Sherwin P. Cijntje (SAIN-ja; born March 2, 1964) is a Curaçaoan former professional baseball outfielder who played for the Netherlands Antilles national baseball team, professionally in Minor League Baseball, and in the Dutch Honkbal Hoofdklasse.

Cijntje did not play baseball or even see baseball played in person until he was 15 years old, when a man came to his town of about 80 people and began teaching the sport.

He played for the Netherlands Antilles in the 1982 Central American and Caribbean Games. The team had a 3–3 record in the tournament winning the bronze medal.
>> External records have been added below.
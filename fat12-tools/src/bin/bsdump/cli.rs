use clap::Parser;
use std::path::PathBuf;

use fat12_tools::report::Radix;

/// Reads the boot sector of an MSDOS floppy image
#[derive(Parser)]
pub struct Cli {
    /// Floppy disk image
    pub image: PathBuf,

    /// Print the numeric fields in hex
    #[arg(long, short = 'x')]
    pub hex: bool,
}

impl Cli {
    pub fn radix(&self) -> Radix {
        if self.hex { Radix::Hex } else { Radix::Decimal }
    }
}
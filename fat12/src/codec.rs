//! 字段解码
//!
//! Every bit layout the volume uses is spelled out here and nowhere else.

use alloc::string::String;

use derive_more::Display;
use enumflags2::{BitFlags, bitflags};

/// Replaces a leading `0xE5` in a stored name, which would otherwise read as a free slot.
const KANJI_LEAD: u8 = 0x05;

const PADDING: u8 = b' ';

/// FAT dates count years from here.
pub const EPOCH_YEAR: u16 = 1980;

#[inline]
pub const fn read_le16(low: u8, high: u8) -> u16 {
    (high as u16) << 8 | low as u16
}

#[derive(Debug, Clone, Copy, PartialEq, Eq)]
#[bitflags]
#[repr(u8)]
pub enum AttrFlag {
    ReadOnly = 0b0000_0001,
    Hidden = 0b0000_0010,
    /// The corresponding file is tagged as a component of the operating system
    System = 0b0000_0100,
    /// The corresponding entry contains the volume label
    VolumeId = 0b0000_1000,
    Directory = 0b0001_0000,
    /// Indicates that properties of the associated file have been modified
    Archive = 0b0010_0000,
}

impl AttrFlag {
    /// 列表中的属性键，卷标与目录不显示
    pub const fn key(self) -> Option<char> {
        match self {
            Self::ReadOnly => Some('R'),
            Self::Hidden => Some('H'),
            Self::System => Some('S'),
            Self::Archive => Some('A'),
            Self::VolumeId | Self::Directory => None,
        }
    }

    /// Flags that show up in a listing.
    pub fn reported() -> BitFlags<Self> {
        Self::ReadOnly | Self::Hidden | Self::System | Self::Archive
    }
}

/// Keeps the ReadOnly, Hidden, System and Archive bits of an attribute byte.
pub fn decode_attributes(flag: u8) -> BitFlags<AttrFlag> {
    BitFlags::from_bits_truncate(flag) & AttrFlag::reported()
}

/// Renders flags as their keys, lowest bit first, i.e. in `RHSA` order.
pub fn attr_keys(flags: BitFlags<AttrFlag>) -> String {
    flags.iter().filter_map(AttrFlag::key).collect()
}

/// Last write time, granularity is 2 seconds.
#[derive(Debug, Clone, Copy, PartialEq, Eq, PartialOrd, Ord, Hash, Display)]
#[display(fmt = "{:02}:{:02}:{:02}", hour, minute, second)]
pub struct Time {
    pub hour: u8,
    pub minute: u8,
    pub second: u8,
}

/// Bits 0-4   -- Seconds / 2
/// Bits 5-10  -- Minutes
/// Bits 11-15 -- Hours
pub const fn decode_time(packed: u16) -> Time {
    Time {
        hour: ((packed >> 11) & 0x1F) as u8,
        minute: ((packed >> 5) & 0x3F) as u8,
        second: (packed & 0x1F) as u8 * 2,
    }
}

#[derive(Debug, Clone, Copy, PartialEq, Eq, PartialOrd, Ord, Hash, Display)]
#[display(fmt = "{:04}/{:02}/{:02}", year, month, day)]
pub struct Date {
    pub year: u16,
    pub month: u8,
    pub day: u8,
}

/// Bits 0-4  -- Day of month
/// Bits 5-8  -- Month
/// Bits 9-15 -- Years since [`EPOCH_YEAR`]
pub const fn decode_date(packed: u16) -> Date {
    Date {
        year: ((packed >> 9) & 0x7F) + EPOCH_YEAR,
        month: ((packed >> 5) & 0x0F) as u8,
        day: (packed & 0x1F) as u8,
    }
}

/// Rebuilds `NAME.EXT` from a space padded 8.3 name.
///
/// Case is kept as stored. An empty extension gets no dot.
pub fn decode_filename(raw: &[u8; 11]) -> String {
    let (name, ext) = raw.split_at(8);

    let mut filename: String = trim_padding(name)
        .iter()
        .enumerate()
        .map(|(i, &b)| if i == 0 && b == KANJI_LEAD { 0xE5 } else { b })
        .map(char::from)
        .collect();

    let ext = trim_padding(ext);
    if !ext.is_empty() {
        filename.push('.');
        filename.extend(ext.iter().copied().map(char::from));
    }

    filename
}

/// Turns a fixed width label into a string without its space or NUL padding.
pub fn decode_label(raw: &[u8]) -> String {
    let end = raw
        .iter()
        .rposition(|&b| b != PADDING && b != 0)
        .map_or(0, |i| i + 1);
    raw[..end].iter().copied().map(char::from).collect()
}

fn trim_padding(field: &[u8]) -> &[u8] {
    let end = field
        .iter()
        .rposition(|&b| b != PADDING)
        .map_or(0, |i| i + 1);
    &field[..end]
}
Cijntje was the first Curaçaoan to play professional baseball in the United States. He played Minor League Baseball from 1983 to 1989 in the Baltimore Orioles system and in 1989 in the Cleveland Indians system. He played for the Bluefield Orioles in the Rookie Appalachian League in 1983 and 1984, before advancing to the Low-A Newark Orioles in 1985, the High-A Hagestown Suns in 1986, and Double-A Charlotte O's and Triple-A Rochester Red Wings in 1987. His best offensive season was 1987, when he had a .301 batting average, .781 on-base plus slugging, and 34 stolen bases combined in Charlotte and Rochester. He peaked on the basepaths stealing 51 bases in 1986, when he was Carolina League All-Star.

In September 1987, Cijntje was added to Baltimore's 40-man roster, becoming the first player from the Netherlands Antilles to be added to an MLB roster. Going into the 1988 season, he was ranked as the Oriole's #7 prospect by Baseball America.
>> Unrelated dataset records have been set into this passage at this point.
use derive_more::Display;

#[derive(Debug, Clone, PartialEq, Eq, Display)]
pub enum Error {
    /// The buffer ends before the structure being decoded does.
    #[display(
        fmt = "truncated buffer: {} bytes required, {} supplied",
        required,
        actual
    )]
    TruncatedBuffer { required: usize, actual: usize },

    /// Geometry points at a region the buffer does not cover.
    #[display(
        fmt = "unrecoverable geometry: {} bytes at offset {} lie outside a {}-byte buffer",
        len,
        offset,
        available
    )]
    UnrecoverableGeometry {
        offset: usize,
        len: usize,
        available: usize,
    },
}

impl core::error::Error for Error {}
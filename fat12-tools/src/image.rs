use std::fs;
use std::io;
use std::path::Path;

use fat12::{BootSector, DirEntries, Error};

/// A floppy image held in memory.
#[derive(Debug, Clone)]
pub struct DiskImage {
    data: Vec<u8>,
}

impl DiskImage {
    pub fn open(path: impl AsRef<Path>) -> io::Result<Self> {
        let path = path.as_ref();
        let data = fs::read(path)?;
        log::info!("image={path:?} size={}", data.len());

        Ok(Self::new(data))
    }

    pub fn new(data: Vec<u8>) -> Self {
        Self { data }
    }

    pub fn len(&self) -> usize {
        self.data.len()
    }

    pub fn is_empty(&self) -> bool {
        self.data.is_empty()
    }

    pub fn boot_sector(&self) -> Result<BootSector, Error> {
        BootSector::decode(&self.data)
    }

    pub fn root_directory(&self, bpb: &BootSector) -> Result<&[u8], Error> {
        fat12::root_directory(&self.data, bpb)
    }

    /// Occupied root directory entries, bounded by the boot sector's entry count.
    pub fn root_entries(&self, bpb: &BootSector) -> Result<DirEntries<'_>, Error> {
        let root = self.root_directory(bpb)?;
        fat12::parse_all(root, bpb.root_entry_count().into())
    }
}
//! 根目录区，位于FAT区之后，大小固定。

mod dir_entry;

use core::iter::{Enumerate, FusedIterator};
use core::slice::ChunksExact;

pub use self::dir_entry::*;
use crate::Error;

/// Walks the first `entry_count` slots of a root directory region.
///
/// Deleted slots are skipped and the first never-used slot ends the walk.
/// Fails when `buf` holds fewer than `entry_count` slots.
pub fn parse_all(buf: &[u8], entry_count: usize) -> Result<DirEntries<'_>, Error> {
    let len = entry_count.saturating_mul(DIR_ENTRY_LEN);
    let Some(region) = buf.get(..len) else {
        return Err(Error::UnrecoverableGeometry {
            offset: 0,
            len,
            available: buf.len(),
        });
    };

    Ok(DirEntries {
        slots: region.chunks_exact(DIR_ENTRY_LEN).enumerate(),
        tail: false,
    })
}

/// Lazily decoded directory entries, in on-disk order.
#[derive(Debug, Clone)]
pub struct DirEntries<'a> {
    slots: Enumerate<ChunksExact<'a, u8>>,
    /// 已遇到[`DirEntryStatus::TailFree`]
    tail: bool,
}

impl Iterator for DirEntries<'_> {
    type Item = DirEntry;

    fn next(&mut self) -> Option<Self::Item> {
        if self.tail {
            return None;
        }

        for (i, slot) in self.slots.by_ref() {
            let slot: &RawDirEntry = slot.first_chunk()?;

            match DirEntryStatus::of(slot) {
                DirEntryStatus::TailFree => {
                    log::debug!("slot {i}: end of directory");
                    self.tail = true;
                    return None;
                }
                DirEntryStatus::Free => log::debug!("slot {i}: deleted, skipped"),
                DirEntryStatus::Occupied => {
                    let dirent = DirEntry::decode(slot);
                    log::trace!("slot {i}: {dirent:?}");
                    return Some(dirent);
                }
            }
        }

        None
    }

    fn size_hint(&self) -> (usize, Option<usize>) {
        if self.tail {
            (0, Some(0))
        } else {
            (0, self.slots.size_hint().1)
        }
    }
}

impl FusedIterator for DirEntries<'_> {}
use fat12::volume::root::DIR_ENTRY_LEN;

use crate::DiskImage;
use crate::report::{self, Radix};

const SECTOR: usize = 512;

fn boot_sector(sectors_per_fat: u16, root_entries: u16) -> [u8; SECTOR] {
    let mut sector = [0; SECTOR];
    sector[..3].copy_from_slice(&[0xEB, 0x3C, 0x90]);
    sector[3..11].copy_from_slice(b"MSDOS5.0");
    sector[11..13].copy_from_slice(&(SECTOR as u16).to_le_bytes());
    sector[13] = 1;
    sector[14..16].copy_from_slice(&1u16.to_le_bytes());
    sector[16] = 2;
    sector[17..19].copy_from_slice(&root_entries.to_le_bytes());
    sector[19..21].copy_from_slice(&2880u16.to_le_bytes());
    sector[21] = 0xF0;
    sector[22..24].copy_from_slice(&sectors_per_fat.to_le_bytes());
    sector[24..26].copy_from_slice(&18u16.to_le_bytes());
    sector[26..28].copy_from_slice(&2u16.to_le_bytes());
    sector
}

/// One sector per FAT, 16 root entries
fn small_image(slots: &[[u8; DIR_ENTRY_LEN]]) -> DiskImage {
    let root_offset = 3 * SECTOR;
    let mut data = vec![0; root_offset + 16 * DIR_ENTRY_LEN];
    data[..SECTOR].copy_from_slice(&boot_sector(1, 16));
    for (dst, src) in data[root_offset..]
        .chunks_exact_mut(DIR_ENTRY_LEN)
        .zip(slots)
    {
        dst.copy_from_slice(src);
    }
    DiskImage::new(data)
}

fn slot(name: &[u8; 11], attr: u8, time: u16, date: u16, size: u32) -> [u8; DIR_ENTRY_LEN] {
    let mut slot = [0; DIR_ENTRY_LEN];
    slot[..11].copy_from_slice(name);
    slot[11] = attr;
    slot[22..24].copy_from_slice(&time.to_le_bytes());
    slot[24..26].copy_from_slice(&date.to_le_bytes());
    slot[28..32].copy_from_slice(&size.to_le_bytes());
    slot
}

fn lines(lines: &[&str]) -> String {
    lines.iter().map(|line| format!("{line}\n")).collect()
}

#[test]
fn boot_sector_decimal() {
    let image = DiskImage::new(boot_sector(9, 224).to_vec());
    let bpb = image.boot_sector().unwrap();

    assert_eq!(
        lines(&[
            "                    Name:   MSDOS5.0",
            "            Bytes/Sector:   512",
            "         Sectors/Cluster:   1",
            "        Reserved Sectors:   1",
            "          Number of FATs:   2",
            "  Root Directory entries:   224",
            "         Logical sectors:   2880",
            "       Medium descriptor:   0x00f0",
            "             Sectors/FAT:   9",
            "           Sectors/Track:   18",
            "         Number of heads:   2",
            "Number of Hidden Sectors:   0",
        ]),
        report::boot_sector(&bpb, Radix::default()).to_string()
    );
}

#[test]
fn boot_sector_hex() {
    let image = DiskImage::new(boot_sector(9, 224).to_vec());
    let bpb = image.boot_sector().unwrap();

    assert_eq!(
        lines(&[
            "                    Name:   MSDOS5.0",
            "            Bytes/Sector:   0x0200",
            "         Sectors/Cluster:   0x01",
            "        Reserved Sectors:   0x0001",
            "          Number of FATs:   0x02",
            "  Root Directory entries:   0x00e0",
            "         Logical sectors:   0x0b40",
            "       Medium descriptor:   0xf0",
            "             Sectors/FAT:   0x0009",
            "           Sectors/Track:   0x0012",
            "         Number of heads:   0x0002",
            "Number of Hidden Sectors:   0x0000",
        ]),
        report::boot_sector(&bpb, Radix::Hex).to_string()
    );
}

#[test]
fn listing() {
    let image = small_image(&[
        slot(b"IO      SYS", 0x27, 5 << 11, (11 << 9) | (4 << 5) | 9, 40_774),
        slot(b"\xE5ELETED TXT", 0x20, 0, 0, 99),
        slot(
            b"README  TXT",
            0x21,
            (23 << 11) | (59 << 5) | 29,
            (43 << 9) | (10 << 5) | 15,
            0x0002_0100,
        ),
        slot(b"KERNEL     ", 0x00, 0, 0, 0),
    ]);
    let bpb = image.boot_sector().unwrap();
    let entries = image.root_entries(&bpb).unwrap();

    assert_eq!(
        lines(&[
            "There are 16 entries",
            "Filename\tAttrib\tTime\t\tDate\t\tSize",
            "IO.SYS\tRHSA\t05:00:00\t1991/04/09\t40774",
            "README.TXT\tRA\t23:59:58\t2023/10/15\t131328",
            "KERNEL\t\t00:00:00\t1980/00/00\t0",
            "(R)ead Only (H)idden (S)ystem (A)rchive",
        ]),
        report::listing(16, entries).to_string()
    );
}

#[test]
fn listing_empty_directory() {
    let image = small_image(&[]);
    let bpb = image.boot_sector().unwrap();
    let listing = report::listing(16, image.root_entries(&bpb).unwrap());

    assert_eq!(
        lines(&[
            "There are 16 entries",
            "Filename\tAttrib\tTime\t\tDate\t\tSize",
            "(R)ead Only (H)idden (S)ystem (A)rchive",
        ]),
        listing.to_string()
    );
    // 可重复渲染
    assert_eq!(listing.to_string(), listing.to_string());
}

#[test]
fn root_outside_image() {
    let image = DiskImage::new(boot_sector(1, 16).to_vec());
    let bpb = image.boot_sector().unwrap();

    assert_eq!(SECTOR, image.len());
    assert!(matches!(
        image.root_entries(&bpb),
        Err(fat12::Error::UnrecoverableGeometry {
            offset: 1536,
            len: 512,
            available: 512,
        })
    ));
}

#[test]
fn empty_image() {
    let image = DiskImage::new(Vec::new());

    assert!(image.is_empty());
    assert!(matches!(
        image.boot_sector(),
        Err(fat12::Error::TruncatedBuffer {
            required: 30,
            actual: 0,
        })
    ));
}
In 1988, Cijntje again split time between Rochester and Charlotte, with his offensive production plummeting. He hit a combined .247 with 27 steals. In 1989, he played 27 games in Rochester and 57 games in Hagerstown, now a Double-A team, before moving on to Cleveland's system, playing 17 games Double-A Canton–Akron to finish his affiliated career. Overall, he hit .270 with 588 hits and 184 stolen bases in 642 minor league games.

Cijntje later played in the Dutch Hoofdklasse. He led the league with a .386 batting average in 1991 and was third in the league in stolen bases for Kinheim in 1997. After retiring, he was the first base coach for the Amsterdam Pirates in 2022 and 2023.